Ma questi sono solo alcuni esempi, ché siamo certi che a tutte le latitudini la sperimentazione formativa sta dando i suoi frutti, alla ricerca di strategie di apertura in grado di tracciare i percorsi di ragionamento intorno alle arti e alla cultura. Sarebbe utile a tutti pensare a una soluzione di concerto, che metta realmente in rete tutte queste esperienze, fornendo una mappa esaustiva di questo assiduo lavoro sullo spettatore.

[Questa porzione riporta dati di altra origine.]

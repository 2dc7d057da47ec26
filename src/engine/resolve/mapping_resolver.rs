use proguard::{ProguardMapper, ProguardMapping, ProguardRecord};
use self_cell::self_cell;
use serde::Serialize;
use std::sync::Arc;

/// Original holder class and method name of an obfuscated method.
#[derive(Debug, Clone, PartialEq, Eq, Serialize)]
pub struct MethodName {
    pub class: String,
    pub method: String,
}

/// Narrow view of a mapping-resolution engine scoped to one mapping document.
pub trait MappingResolver: Send + Sync {
    /// Rewrites raw stack-trace lines. One input frame may become several
    /// output frames when the original call was inlined.
    fn resolve_lines(&self, lines: &[String]) -> Vec<String>;

    fn resolve_class(&self, obfuscated: &str) -> Option<String>;

    fn resolve_method(&self, class: &str, method: &str) -> Option<MethodName>;

    fn resolve_field(&self, class: &str, field: &str) -> Option<String>;
}

/// Creates resolvers over a given mapping document.
pub trait ResolverFactory: Send + Sync {
    fn scoped(&self, document: Arc<str>) -> Box<dyn MappingResolver>;
}

self_cell!(
    /// Mapping text together with the mapper that borrows from it.
    struct MappingCell {
        owner: Arc<str>,

        #[not_covariant]
        dependent: ProguardMapper,
    }
);

/// Resolver backed by the `proguard` crate.
pub struct ProguardResolver {
    cell: MappingCell,
}

impl ProguardResolver {
    pub fn new(source: Arc<str>) -> Self {
        let cell = MappingCell::new(source, |text| ProguardMapper::from(&**text));
        Self { cell }
    }

    pub fn source_len(&self) -> usize {
        self.cell.borrow_owner().len()
    }
}

impl MappingResolver for ProguardResolver {
    fn resolve_lines(&self, lines: &[String]) -> Vec<String> {
        if lines.is_empty() {
            return Vec::new();
        }
        let input = lines.join("\n");
        self.cell.with_dependent(|_, mapper| match mapper.remap_stacktrace(&input) {
            Ok(output) => output.lines().map(str::to_string).collect(),
            Err(_) => lines.to_vec(),
        })
    }

    fn resolve_class(&self, obfuscated: &str) -> Option<String> {
        self.cell
            .with_dependent(|_, mapper| mapper.remap_class(obfuscated).map(str::to_string))
    }

    fn resolve_method(&self, class: &str, method: &str) -> Option<MethodName> {
        self.cell.with_dependent(|_, mapper| {
            mapper
                .remap_method(class, method)
                .map(|(class, method)| MethodName {
                    class: class.to_string(),
                    method: method.to_string(),
                })
        })
    }

    fn resolve_field(&self, class: &str, field: &str) -> Option<String> {
        let mapping = ProguardMapping::new(self.cell.borrow_owner().as_bytes());
        let mut in_class = false;
        for record in mapping.iter().flatten() {
            match record {
                ProguardRecord::Class { obfuscated, .. } => {
                    in_class = obfuscated == class;
                }
                ProguardRecord::Field {
                    original,
                    obfuscated,
                    ..
                } if in_class && obfuscated == field => {
                    return Some(original.to_string());
                }
                _ => {}
            }
        }
        None
    }
}

/// Default factory producing [`ProguardResolver`]s.
#[derive(Debug, Clone, Copy, Default)]
pub struct ProguardResolverFactory;

impl ResolverFactory for ProguardResolverFactory {
    fn scoped(&self, document: Arc<str>) -> Box<dyn MappingResolver> {
        Box::new(ProguardResolver::new(document))
    }
}

const PRIMITIVES: &[&str] = &[
    "boolean", "byte", "char", "short", "int", "long", "float", "double", "void",
];

/// Splits `a.b.C[][]` into `("a.b.C", "[][]")`.
pub(crate) fn split_array_suffix(ty: &str) -> (&str, &str) {
    let mut base = ty.trim();
    while let Some(stripped) = base.strip_suffix("[]") {
        base = stripped;
    }
    let trimmed = ty.trim();
    (base, &trimmed[base.len()..])
}

/// Remaps a Java type name, keeping primitives and array dimensions.
pub(crate) fn remap_type(resolver: &dyn MappingResolver, ty: &str) -> String {
    let (base, suffix) = split_array_suffix(ty);
    if PRIMITIVES.contains(&base) {
        return ty.trim().to_string();
    }
    match resolver.resolve_class(base) {
        Some(original) => format!("{}{}", original, suffix),
        None => ty.trim().to_string(),
    }
}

Intanto ci fa piacere chiudere dando conto della terza tappa di Crescere nell’assurdo, appuntamento curato da Altre Velocità nell’ambito del progetto Crescere Spettatori, che in queste prossime ore (dal 14 al 18 novembre) animerà la città di Messina con incontri, tavole rotonde ed esplorazioni del territorio (qui il programma completo).
È incoraggiante per tutti noi credere in questa prolifica espansione, che tanto somiglia alla faticosa salita alla montagna. Il percorso è impervio ma fondamentale. Ed è ogni volta una sorpresa. Di fronte ai partecipanti – quale che sia il target anagrafico o il contesto, tra festival, università e teatri indipendenti – ci si trova spesso a sgranare gli occhi come farebbe l’eremita, scoprendo che anche la posizione più granitica può essere in un attimo messa in crisi. Tornando così alla base del pensiero critico. Ché, come le stesse arti ci insegnano, il senso – se c’è – sta nel processo più che nel risultato.